▸ **Task brief**
A line below contains "assert_eq!(reader.read(2).unwrap(), &[0x01, 0x02]);", and a later one contains "assert_eq!(reader.read(8).unwrap().len(), 8);". Repeat both, with every line between them, exactly.

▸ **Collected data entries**
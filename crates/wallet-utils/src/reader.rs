//! Bounds-checked field extraction over untrusted buffers.
//!
//! Every wire decoder in the workspace pulls its fields through a
//! [`BoundedReader`]. A read that would cross the declared end of the buffer
//! fails and poisons the reader: all later reads fail too, so a decoder
//! cannot accidentally keep going and hand back a half-populated structure.

use crate::error::ReadError;

/// A cursor over a caller-owned buffer of fixed declared size.
///
/// Slices returned by [`read`](Self::read) borrow from the original buffer
/// for `'a`, so parsed views can outlive the reader but never the buffer.
#[derive(Debug, Clone)]
pub struct BoundedReader<'a> {
    buf: &'a [u8],
    /// `None` once poisoned.
    offset: Option<usize>,
}

impl<'a> BoundedReader<'a> {
    /// Reader over the whole of `buf`.
    pub fn new(buf: &'a [u8]) -> Self {
        Self {
            buf,
            offset: Some(0),
        }
    }

    /// Reader over the first `size` bytes of `buf`.
    ///
    /// Fails if the caller declares more bytes than the buffer holds.
    pub fn with_declared_size(buf: &'a [u8], size: usize) -> Result<Self, ReadError> {
        let bounded = buf.get(..size).ok_or(ReadError::DeclaredSizeTooLarge {
            declared: size,
            actual: buf.len(),
        })?;
        Ok(Self::new(bounded))
    }

    /// Current offset, or `None` if the reader is poisoned.
    pub fn offset(&self) -> Option<usize> {
        self.offset
    }

    pub fn is_poisoned(&self) -> bool {
        self.offset.is_none()
    }

    /// Bytes left before the declared end; zero once poisoned.
    pub fn remaining(&self) -> usize {
        self.offset.map_or(0, |offset| self.buf.len() - offset)
    }

    fn poison(&mut self, err: ReadError) -> ReadError {
        self.offset = None;
        err
    }

    /// Returns the next `len` bytes and advances past them.
    pub fn read(&mut self, len: usize) -> Result<&'a [u8], ReadError> {
        let offset = self.offset.ok_or(ReadError::Poisoned)?;
        match offset.checked_add(len) {
            Some(end) if end <= self.buf.len() => {
                self.offset = Some(end);
                Ok(&self.buf[offset..end])
            }
            _ => Err(self.poison(ReadError::OutOfBounds {
                offset,
                len,
                size: self.buf.len(),
            })),
        }
    }

    pub fn skip(&mut self, len: usize) -> Result<(), ReadError> {
        self.read(len).map(|_| ())
    }

    /// Copies the next `N` bytes into an owned array.
    pub fn read_array<const N: usize>(&mut self) -> Result<[u8; N], ReadError> {
        Ok(*self.read_array_ref::<N>()?)
    }

    /// Borrows the next `N` bytes as a fixed-size array view.
    pub fn read_array_ref<const N: usize>(&mut self) -> Result<&'a [u8; N], ReadError> {
        let bytes = self.read(N)?;
        <&[u8; N]>::try_from(bytes).map_err(|_| ReadError::InvalidLength {
            expected: N,
            actual: bytes.len(),
        })
    }

    pub fn read_u8(&mut self) -> Result<u8, ReadError> {
        Ok(self.read_array::<1>()?[0])
    }

    pub fn read_u16_be(&mut self) -> Result<u16, ReadError> {
        self.read_array().map(u16::from_be_bytes)
    }

    pub fn read_u32_be(&mut self) -> Result<u32, ReadError> {
        self.read_array().map(u32::from_be_bytes)
    }

    pub fn read_u64_be(&mut self) -> Result<u64, ReadError> {
        self.read_array().map(u64::from_be_bytes)
    }

    pub fn read_u64_le(&mut self) -> Result<u64, ReadError> {
        self.read_array().map(u64::from_le_bytes)
    }

    /// Reads a NUL-terminated string.
    ///
    /// Consumes the run up to and including the first NUL in the remaining
    /// bytes and returns it without the terminator. A missing terminator
    /// poisons the reader.
    pub fn read_cstr(&mut self) -> Result<&'a [u8], ReadError> {
        let offset = self.offset.ok_or(ReadError::Poisoned)?;
        match self.buf[offset..].iter().position(|&b| b == 0) {
            Some(nul) => {
                let run = self.read(nul + 1)?;
                Ok(&run[..nul])
            }
            None => Err(self.poison(ReadError::MissingTerminator)),
        }
    }

    /// Reads a Solana compact-u16 length.
    ///
    /// Little-endian base-128, at most three bytes. Values above `u16::MAX`,
    /// a continuation bit on the third byte and zero-padded encodings are
    /// rejected and poison the reader.
    pub fn read_compact_u16(&mut self) -> Result<u16, ReadError> {
        let mut value: u32 = 0;
        for i in 0..3 {
            let byte = self.read_u8()?;
            if i > 0 && byte == 0 {
                return Err(self.poison(ReadError::MalformedCompactLength));
            }
            value |= u32::from(byte & 0x7f) << (7 * i);
            if byte & 0x80 == 0 {
                return match u16::try_from(value) {
                    Ok(len) => Ok(len),
                    Err(_) => Err(self.poison(ReadError::MalformedCompactLength)),
                };
            }
        }
        Err(self.poison(ReadError::MalformedCompactLength))
    }
}

#[cfg(test)]
mod tests {
    use super::*;
    use hex_literal::hex;

    #[test]
    fn reads_advance_offset() {
        let buf = hex!("01020304 0506");
        let mut reader = BoundedReader::new(&buf);
        assert_eq!(reader.read(2).unwrap(), &[0x01, 0x02]);
        assert_eq!(reader.offset(), Some(2));
        assert_eq!(reader.read_u32_be().unwrap(), 0x0304_0506);
        assert_eq!(reader.remaining(), 0);
    }

    #[test]
    fn read_to_exact_end_succeeds() {
        let buf = [0xaa; 8];
        let mut reader = BoundedReader::new(&buf);
        assert_eq!(reader.read(8).unwrap().len(), 8);
        assert_eq!(reader.read(0).unwrap().len(), 0);
        assert!(!reader.is_poisoned());
    }

    #[test]
    fn overflow_poisons_permanently() {
        let buf = [0u8; 4];
        let mut reader = BoundedReader::new(&buf);
        reader.read(3).unwrap();
        assert_eq!(
            reader.read(2),
            Err(ReadError::OutOfBounds {
                offset: 3,
                len: 2,
                size: 4
            })
        );
        assert!(reader.is_poisoned());
        assert_eq!(reader.offset(), None);
        assert_eq!(reader.remaining(), 0);
        // Even a read that would have fitted now fails.
        assert_eq!(reader.read(0), Err(ReadError::Poisoned));
        assert_eq!(reader.read_u8(), Err(ReadError::Poisoned));
    }

    #[test]
    fn huge_length_does_not_wrap() {
        let buf = [0u8; 4];
        let mut reader = BoundedReader::new(&buf);
        reader.read(1).unwrap();
        assert!(reader.read(usize::MAX).is_err());
        assert!(reader.is_poisoned());
    }

    #[test]
    fn declared_size_limits_reads() {
        let buf = [0u8; 16];
        let mut reader = BoundedReader::with_declared_size(&buf, 4).unwrap();
        assert!(reader.read(5).is_err());
    }

    #[test]
    fn declared_size_larger_than_buffer_is_rejected() {
        let buf = [0u8; 4];
        assert_eq!(
            BoundedReader::with_declared_size(&buf, 5).unwrap_err(),
            ReadError::DeclaredSizeTooLarge {
                declared: 5,
                actual: 4
            }
        );
    }

    #[test]
    fn integer_helpers_use_expected_byte_order() {
        let buf = hex!("abcd 0102030405060708 00e1f50500000000");
        let mut reader = BoundedReader::new(&buf);
        assert_eq!(reader.read_u16_be().unwrap(), 0xabcd);
        assert_eq!(reader.read_u64_be().unwrap(), 0x0102_0304_0506_0708);
        assert_eq!(reader.read_u64_le().unwrap(), 100_000_000);
    }

    #[test]
    fn array_ref_borrows_from_buffer() {
        let buf = [7u8; 32];
        let view = {
            let mut reader = BoundedReader::new(&buf);
            reader.read_array_ref::<32>().unwrap()
        };
        assert!(std::ptr::eq(view.as_ptr(), buf.as_ptr()));
    }

    #[test]
    fn cstr_consumes_terminator() {
        let buf = *b"ETH\0rest";
        let mut reader = BoundedReader::new(&buf);
        assert_eq!(reader.read_cstr().unwrap(), b"ETH");
        assert_eq!(reader.offset(), Some(4));
        assert_eq!(reader.read(4).unwrap(), b"rest");
    }

    #[test]
    fn empty_cstr() {
        let buf = [0u8, 1];
        let mut reader = BoundedReader::new(&buf);
        assert_eq!(reader.read_cstr().unwrap(), b"");
        assert_eq!(reader.offset(), Some(1));
    }

    #[test]
    fn cstr_without_terminator_poisons() {
        let buf = *b"USDT";
        let mut reader = BoundedReader::new(&buf);
        assert_eq!(reader.read_cstr(), Err(ReadError::MissingTerminator));
        assert!(reader.is_poisoned());
    }

    #[test]
    fn cstr_terminator_beyond_declared_size_is_missing() {
        let buf = *b"USDT\0";
        let mut reader = BoundedReader::with_declared_size(&buf, 4).unwrap();
        assert_eq!(reader.read_cstr(), Err(ReadError::MissingTerminator));
    }

    #[test]
    fn compact_u16_values() {
        let cases: &[(&[u8], u16)] = &[
            (&[0x00], 0),
            (&[0x02], 2),
            (&[0x7f], 0x7f),
            (&[0x80, 0x01], 0x80),
            (&[0xff, 0x7f], 0x3fff),
            (&[0x80, 0x80, 0x01], 0x4000),
            (&[0xff, 0xff, 0x03], 0xffff),
        ];
        for (bytes, expected) in cases {
            let mut reader = BoundedReader::new(bytes);
            assert_eq!(reader.read_compact_u16().unwrap(), *expected, "{bytes:02x?}");
            assert_eq!(reader.remaining(), 0);
        }
    }

    #[test]
    fn compact_u16_rejects_fourth_byte() {
        let buf = [0x80, 0x80, 0x80, 0x01];
        let mut reader = BoundedReader::new(&buf);
        assert_eq!(
            reader.read_compact_u16(),
            Err(ReadError::MalformedCompactLength)
        );
        assert!(reader.is_poisoned());
    }

    #[test]
    fn compact_u16_rejects_overflow() {
        let buf = [0xff, 0xff, 0x04];
        let mut reader = BoundedReader::new(&buf);
        assert_eq!(
            reader.read_compact_u16(),
            Err(ReadError::MalformedCompactLength)
        );
    }

    #[test]
    fn compact_u16_rejects_zero_padding() {
        let buf = [0x80, 0x00];
        let mut reader = BoundedReader::new(&buf);
        assert_eq!(
            reader.read_compact_u16(),
            Err(ReadError::MalformedCompactLength)
        );
    }

    #[test]
    fn compact_u16_truncated() {
        let buf = [0x80];
        let mut reader = BoundedReader::new(&buf);
        assert!(matches!(
            reader.read_compact_u16(),
            Err(ReadError::OutOfBounds { .. })
        ));
    }
}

▸ **Answer**
        assert_eq!(reader.read(2).unwrap(), &[0x01, 0x02]);
        assert_eq!(reader.offset(), Some(2));
        assert_eq!(reader.read_u32_be().unwrap(), 0x0304_0506);
        assert_eq!(reader.remaining(), 0);
    }

    #[test]
    fn read_to_exact_end_succeeds() {
        let buf = [0xaa; 8];
        let mut reader = BoundedReader::new(&buf);
        assert_eq!(reader.read(8).unwrap().len(), 8);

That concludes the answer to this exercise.